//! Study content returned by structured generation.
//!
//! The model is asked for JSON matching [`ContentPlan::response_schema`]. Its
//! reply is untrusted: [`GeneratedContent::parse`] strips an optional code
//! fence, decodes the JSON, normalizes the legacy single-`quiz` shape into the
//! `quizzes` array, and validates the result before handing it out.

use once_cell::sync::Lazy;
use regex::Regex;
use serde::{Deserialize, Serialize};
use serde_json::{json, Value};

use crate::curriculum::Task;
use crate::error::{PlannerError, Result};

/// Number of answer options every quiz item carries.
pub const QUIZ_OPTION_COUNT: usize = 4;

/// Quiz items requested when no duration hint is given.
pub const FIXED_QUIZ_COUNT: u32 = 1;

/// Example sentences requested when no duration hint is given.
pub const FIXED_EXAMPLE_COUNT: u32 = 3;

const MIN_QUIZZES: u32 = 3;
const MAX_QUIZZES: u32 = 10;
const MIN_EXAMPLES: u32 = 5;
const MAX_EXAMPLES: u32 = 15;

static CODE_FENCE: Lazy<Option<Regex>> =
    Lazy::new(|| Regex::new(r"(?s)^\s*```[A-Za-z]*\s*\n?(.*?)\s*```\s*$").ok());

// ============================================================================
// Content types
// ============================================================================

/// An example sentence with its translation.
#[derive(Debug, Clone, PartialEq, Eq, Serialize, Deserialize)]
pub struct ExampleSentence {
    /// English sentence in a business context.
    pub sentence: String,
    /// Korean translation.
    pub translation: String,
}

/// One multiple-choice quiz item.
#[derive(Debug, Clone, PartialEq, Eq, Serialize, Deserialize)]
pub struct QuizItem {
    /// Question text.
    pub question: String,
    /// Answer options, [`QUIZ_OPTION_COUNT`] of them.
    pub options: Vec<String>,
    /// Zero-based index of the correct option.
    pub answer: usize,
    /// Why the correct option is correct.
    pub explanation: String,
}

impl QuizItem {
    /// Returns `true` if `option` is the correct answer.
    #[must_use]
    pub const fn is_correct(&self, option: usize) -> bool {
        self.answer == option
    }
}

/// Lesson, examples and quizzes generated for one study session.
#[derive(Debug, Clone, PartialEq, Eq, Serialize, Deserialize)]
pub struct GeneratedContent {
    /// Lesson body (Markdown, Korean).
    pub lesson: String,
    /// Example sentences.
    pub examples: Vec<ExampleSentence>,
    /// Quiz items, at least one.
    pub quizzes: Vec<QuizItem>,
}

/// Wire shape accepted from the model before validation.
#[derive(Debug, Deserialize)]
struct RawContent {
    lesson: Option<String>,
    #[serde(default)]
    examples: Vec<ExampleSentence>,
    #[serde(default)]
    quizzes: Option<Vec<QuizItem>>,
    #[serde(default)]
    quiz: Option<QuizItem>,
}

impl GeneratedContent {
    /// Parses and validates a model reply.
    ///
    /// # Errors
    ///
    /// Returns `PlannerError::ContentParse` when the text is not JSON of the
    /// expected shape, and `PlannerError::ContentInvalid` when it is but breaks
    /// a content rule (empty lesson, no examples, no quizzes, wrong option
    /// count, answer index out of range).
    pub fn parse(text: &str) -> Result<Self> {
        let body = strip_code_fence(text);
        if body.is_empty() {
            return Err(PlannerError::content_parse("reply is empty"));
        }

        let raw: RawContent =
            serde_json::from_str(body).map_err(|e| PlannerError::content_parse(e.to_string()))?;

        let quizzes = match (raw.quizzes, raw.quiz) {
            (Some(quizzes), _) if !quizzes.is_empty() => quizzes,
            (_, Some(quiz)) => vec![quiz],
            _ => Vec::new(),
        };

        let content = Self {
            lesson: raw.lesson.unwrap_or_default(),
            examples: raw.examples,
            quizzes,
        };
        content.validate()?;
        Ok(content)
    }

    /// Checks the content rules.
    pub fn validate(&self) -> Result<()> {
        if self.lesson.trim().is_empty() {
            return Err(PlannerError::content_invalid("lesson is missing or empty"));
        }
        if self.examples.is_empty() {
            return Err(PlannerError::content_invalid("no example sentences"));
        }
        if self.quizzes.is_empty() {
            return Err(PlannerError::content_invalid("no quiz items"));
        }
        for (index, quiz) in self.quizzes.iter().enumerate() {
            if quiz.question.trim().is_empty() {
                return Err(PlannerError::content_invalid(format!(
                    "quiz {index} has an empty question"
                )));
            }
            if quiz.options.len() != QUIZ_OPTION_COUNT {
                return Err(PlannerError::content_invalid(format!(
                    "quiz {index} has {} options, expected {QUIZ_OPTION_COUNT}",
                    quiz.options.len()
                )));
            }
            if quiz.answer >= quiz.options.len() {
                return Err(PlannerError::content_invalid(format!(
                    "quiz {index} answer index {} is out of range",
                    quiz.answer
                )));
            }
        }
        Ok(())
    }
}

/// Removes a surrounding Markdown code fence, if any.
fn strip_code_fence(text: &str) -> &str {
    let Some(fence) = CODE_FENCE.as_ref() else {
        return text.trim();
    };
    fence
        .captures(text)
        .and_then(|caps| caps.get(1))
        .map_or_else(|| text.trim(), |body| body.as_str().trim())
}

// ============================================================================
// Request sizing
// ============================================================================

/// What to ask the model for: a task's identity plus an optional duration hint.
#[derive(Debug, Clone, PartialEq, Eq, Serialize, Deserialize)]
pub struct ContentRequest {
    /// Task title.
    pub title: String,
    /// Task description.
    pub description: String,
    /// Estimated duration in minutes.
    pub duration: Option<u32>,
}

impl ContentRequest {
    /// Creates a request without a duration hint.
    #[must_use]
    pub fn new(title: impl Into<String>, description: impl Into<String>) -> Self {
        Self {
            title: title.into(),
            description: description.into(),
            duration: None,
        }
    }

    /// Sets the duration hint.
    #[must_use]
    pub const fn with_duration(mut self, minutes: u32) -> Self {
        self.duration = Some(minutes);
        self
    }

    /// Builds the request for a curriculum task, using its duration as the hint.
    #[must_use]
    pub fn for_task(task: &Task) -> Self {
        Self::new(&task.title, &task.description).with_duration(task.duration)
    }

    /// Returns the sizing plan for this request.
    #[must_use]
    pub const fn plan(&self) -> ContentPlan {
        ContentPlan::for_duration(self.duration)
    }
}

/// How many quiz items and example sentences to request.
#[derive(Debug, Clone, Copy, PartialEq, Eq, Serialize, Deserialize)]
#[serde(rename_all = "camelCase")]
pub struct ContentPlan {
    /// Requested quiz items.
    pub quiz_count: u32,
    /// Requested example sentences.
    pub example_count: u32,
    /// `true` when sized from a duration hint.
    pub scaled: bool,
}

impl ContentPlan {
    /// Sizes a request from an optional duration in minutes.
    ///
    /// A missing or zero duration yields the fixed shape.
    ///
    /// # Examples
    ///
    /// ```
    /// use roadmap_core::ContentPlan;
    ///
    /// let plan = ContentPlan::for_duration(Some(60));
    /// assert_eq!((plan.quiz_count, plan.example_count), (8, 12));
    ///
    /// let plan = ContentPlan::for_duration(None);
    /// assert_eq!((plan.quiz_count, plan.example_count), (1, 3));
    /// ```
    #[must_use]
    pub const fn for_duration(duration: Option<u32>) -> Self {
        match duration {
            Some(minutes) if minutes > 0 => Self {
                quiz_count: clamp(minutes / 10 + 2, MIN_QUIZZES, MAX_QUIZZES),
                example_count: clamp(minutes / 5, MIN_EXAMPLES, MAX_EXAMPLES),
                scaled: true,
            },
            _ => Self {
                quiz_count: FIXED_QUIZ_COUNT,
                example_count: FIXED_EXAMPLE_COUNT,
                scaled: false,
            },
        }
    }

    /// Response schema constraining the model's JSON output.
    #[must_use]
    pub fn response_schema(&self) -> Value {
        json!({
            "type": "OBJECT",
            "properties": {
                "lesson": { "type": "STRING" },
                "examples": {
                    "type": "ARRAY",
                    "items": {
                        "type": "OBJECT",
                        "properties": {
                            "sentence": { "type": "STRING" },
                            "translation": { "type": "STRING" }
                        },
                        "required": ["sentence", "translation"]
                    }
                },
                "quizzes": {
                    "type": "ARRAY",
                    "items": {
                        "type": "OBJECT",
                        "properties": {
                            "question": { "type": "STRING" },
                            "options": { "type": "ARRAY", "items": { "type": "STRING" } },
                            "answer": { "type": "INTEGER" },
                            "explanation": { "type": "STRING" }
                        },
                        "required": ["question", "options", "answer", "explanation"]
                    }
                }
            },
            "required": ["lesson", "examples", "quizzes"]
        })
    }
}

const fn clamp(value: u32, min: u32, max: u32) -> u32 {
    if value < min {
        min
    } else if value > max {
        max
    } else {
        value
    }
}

--

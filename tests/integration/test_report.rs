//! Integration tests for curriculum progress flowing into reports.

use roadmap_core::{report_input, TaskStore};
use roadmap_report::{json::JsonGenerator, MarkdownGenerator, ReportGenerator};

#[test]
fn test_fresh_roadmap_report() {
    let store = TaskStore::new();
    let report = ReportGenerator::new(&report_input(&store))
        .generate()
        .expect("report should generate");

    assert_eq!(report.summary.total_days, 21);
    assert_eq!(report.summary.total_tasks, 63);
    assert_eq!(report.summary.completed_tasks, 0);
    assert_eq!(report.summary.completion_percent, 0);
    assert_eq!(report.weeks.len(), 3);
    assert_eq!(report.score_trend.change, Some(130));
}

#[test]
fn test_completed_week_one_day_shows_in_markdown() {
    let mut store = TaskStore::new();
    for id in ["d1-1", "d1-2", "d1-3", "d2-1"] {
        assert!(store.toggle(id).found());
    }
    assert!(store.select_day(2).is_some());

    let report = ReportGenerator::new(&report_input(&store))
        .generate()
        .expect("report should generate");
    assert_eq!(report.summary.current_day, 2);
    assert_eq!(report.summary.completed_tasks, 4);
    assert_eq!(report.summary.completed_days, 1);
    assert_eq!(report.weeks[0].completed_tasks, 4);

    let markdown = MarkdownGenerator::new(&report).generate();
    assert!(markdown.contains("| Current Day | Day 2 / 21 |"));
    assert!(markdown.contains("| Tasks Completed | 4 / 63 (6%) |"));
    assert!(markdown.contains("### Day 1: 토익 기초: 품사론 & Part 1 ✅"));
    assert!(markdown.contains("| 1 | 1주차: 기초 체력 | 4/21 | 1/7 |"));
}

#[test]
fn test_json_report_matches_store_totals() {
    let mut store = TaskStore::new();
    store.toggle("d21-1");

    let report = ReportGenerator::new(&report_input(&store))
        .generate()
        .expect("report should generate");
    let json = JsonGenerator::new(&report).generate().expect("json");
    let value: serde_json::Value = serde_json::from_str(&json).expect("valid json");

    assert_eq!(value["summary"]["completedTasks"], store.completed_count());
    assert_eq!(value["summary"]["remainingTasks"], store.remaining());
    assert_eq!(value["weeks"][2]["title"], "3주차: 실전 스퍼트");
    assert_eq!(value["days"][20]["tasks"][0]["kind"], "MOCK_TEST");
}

■ **GOAL OF THE EXERCISE**:
Find the lines in the data that include "ContentRequest", then copy each of them.

■ **EXPECTED OUTPUT**:
pub struct ContentRequest {
impl ContentRequest {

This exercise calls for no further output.